When Thirty-Eight feels a tap on his shoulder, he knows to feel the warmth of happiness. White as cotton the Pleasures fluff out kind hands and pull lightly upon his filthy absorption suit. Mouths open with teeth whiter than a full-house moon; tongues click while speaking about old days, new days, and in every way speaking about their old friend ‘mind.’

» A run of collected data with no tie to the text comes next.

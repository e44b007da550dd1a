//! HTTP route definitions

use crate::api::handlers;
use crate::api::models::*;
use crate::backend::{BackendKind, ChatMessage, ConversationContext};
use crate::relay::{ChatResult, ModelConfig};
use axum::{
    routing::{get, post},
    Router,
};
use std::sync::Arc;
use tower_http::{cors::CorsLayer, trace::TraceLayer};
use utoipa::OpenApi;
use utoipa_swagger_ui::SwaggerUi;

/// OpenAPI documentation
#[derive(OpenApi)]
#[openapi(
    info(
        title = "Chat Relay API",
        description = "Relay between a chat front end and official, reverse-proxy and web-chat backends.",
        license(name = "MIT"),
    ),
    paths(
        handlers::chat_process,
        handlers::config,
        handlers::session,
        handlers::health_check,
    ),
    components(schemas(
        ChatProcessRequest,
        ConfigResponse,
        SessionResponse,
        SessionData,
        HealthResponse,
        ModelConfig,
        ChatResult,
        ChatMessage,
        ConversationContext,
        BackendKind,
    )),
    tags(
        (name = "Chat", description = "Message forwarding"),
        (name = "Config", description = "Relay configuration and session"),
        (name = "Health", description = "Health and monitoring endpoints"),
    )
)]
pub struct ApiDoc;

/// Create the main application router.
///
/// Relay routes are served both at the root and under `/api`.
pub fn create_router(state: Arc<crate::AppState>) -> Router {
    let relay_routes = Router::new()
        .route("/chat-process", post(handlers::chat_process))
        .route("/config", post(handlers::config))
        .route("/session", post(handlers::session));

    Router::new()
        .route("/health", get(handlers::health_check))
        .merge(SwaggerUi::new("/swagger-ui").url("/api-docs/openapi.json", ApiDoc::openapi()))
        .merge(relay_routes.clone())
        .nest("/api", relay_routes)
        .with_state(state)
        .layer(CorsLayer::permissive())
        .layer(TraceLayer::new_for_http())
}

“It’s gone,” a mouth sings. “Tis nothing but a beam.”
“And if he gets one of ours,” says another Pleasure, “Who’ll pay?”
And then another, “You test us with your mess!”
But Thirty-Eight has to feel his purge, in going round the lobby; he knows to feel his pain. The neon around him is charging his time and his heart wants to explode. Hands caress his ugly body; hot breaths pat the back of his head, neck. He walks faster, his heels squeaking. If by choice he tries to turn, a hand or a foot nudge him instantly back in line. Where they’re steering him comes upright in full view, an oval airgate, seemingly made of old, flinty steel.

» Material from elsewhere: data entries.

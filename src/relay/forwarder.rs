//! Message forwarding and error normalization

use serde::{Deserialize, Serialize};
use std::sync::Arc;
use tracing::{debug, info, warn};
use utoipa::ToSchema;

use crate::backend::{BackendKind, ChatBackend, ChatMessage, ConversationContext, SendOptions};
use crate::error::AppError;

/// Message returned when a failure carries neither a known code nor any text
pub const FALLBACK_ERROR_MESSAGE: &str = "Please check the back-end console";

/// Caller-supplied sink receiving partial responses in order
pub type ProgressSink = Arc<dyn Fn(&ChatMessage) + Send + Sync>;

/// Localized message for a known upstream status code
pub fn error_code_message(code: u16) -> Option<&'static str> {
    match code {
        401 => Some("[OpenAI] 提供错误的API密钥 | Incorrect API key provided"),
        403 => Some("[OpenAI] 服务器拒绝访问，请稍后再试 | Server refused to access, please try again later"),
        500 => Some("[OpenAI] 服务器繁忙，请稍后再试 | Internal Server Error"),
        502 => Some("[OpenAI] 错误的网关 |  Bad Gateway"),
        503 => Some("[OpenAI] 服务器繁忙，请稍后再试 | Server is busy, please try again later"),
        504 => Some("[OpenAI] 网关超时 | Gateway Time-out"),
        _ => None,
    }
}

/// One message to forward
#[derive(Debug, Clone, Default)]
pub struct ChatRequest {
    pub message: String,
    pub last_context: Option<ConversationContext>,
    pub system_message: Option<String>,
    pub ip: Option<String>,
    pub engine: Option<String>,
}

impl ChatRequest {
    pub fn new(message: impl Into<String>) -> Self {
        Self {
            message: message.into(),
            ..Default::default()
        }
    }
}

/// Terminal outcome of a forward call
#[derive(Debug, Clone, PartialEq, Serialize, Deserialize, ToSchema)]
#[serde(tag = "status")]
pub enum ChatResult {
    Success { data: ChatMessage },
    Fail { message: String },
}

impl ChatResult {
    /// Map a backend failure to the message shown to the user.
    ///
    /// A known status code always wins over the error's own text.
    pub fn from_error(error: &AppError) -> Self {
        let message = error
            .status_code()
            .and_then(error_code_message)
            .map(String::from)
            .or_else(|| error.backend_message())
            .unwrap_or_else(|| FALLBACK_ERROR_MESSAGE.to_string());
        ChatResult::Fail { message }
    }

    pub fn is_success(&self) -> bool {
        matches!(self, ChatResult::Success { .. })
    }
}

/// Send one request through an already selected backend
pub async fn dispatch(
    backend: &dyn ChatBackend,
    request: ChatRequest,
    timeout_ms: u64,
    on_progress: Option<ProgressSink>,
) -> ChatResult {
    let kind = backend.kind();
    let mut options = SendOptions::new(timeout_ms);

    if kind == BackendKind::ChatGptApi {
        options.system_message = request
            .system_message
            .filter(|m| !m.trim().is_empty());
    }
    if let Some(context) = request.last_context {
        options.context = kind.shape_context(context);
    }

    info!(
        ip = %request.ip.as_deref().unwrap_or("unknown"),
        backend = %kind,
        prompt = %request.message,
        "Forwarding message"
    );

    match backend
        .send_message(&request.message, options, on_progress.as_deref())
        .await
    {
        Ok(message) => {
            debug!(backend = %kind, answer = %message.text, "Backend replied");
            ChatResult::Success { data: message }
        }
        Err(e) => {
            warn!(backend = %kind, status = ?e.status_code(), error = %e, "Backend call failed");
            ChatResult::from_error(&e)
        }
    }
}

Just over the airgate are red flashing lights, like a calm pulse. The lights pulse into focus: TELECHAMBER MODE. But after he spins round to see for himself that girth of pride, he no more has the courage to face the opening airgate than a horse has to lose its life because of a broken leg.
Inside the Telechamber Thirty-Eight has to hunch, any higher and he bumps his head. In front of him, behind him, all around him, chasms of continuations, impossible glints. Outward the Telechamber, just over a parade of heads, and now through its half-moon opening, he can barely make out the glitter off the storefronts, or a wing-dip from a diving bird, or a girl, a smile...
Laughter compels him to sit; so he does. A rumbling from the floor, the roof or the walls — he hasn’t the slightest idea -then in broad view and hatchet-quick the airgate severs a happy world while he, the indolent body, quivers and quivers and quivers...
Now in this Telechamber he sees nothing but reflection. He looks at his face and starts counting his whiskers and his boils and sooner thinks to rub the glassy curves. His limbs come at him from every direction and meet at a single point. It’s as if he’s cut into by a transparency of sorts that slices his thoughts; it’s as if the Thirty-Eight on the other side were just as alive as the one he thinks is.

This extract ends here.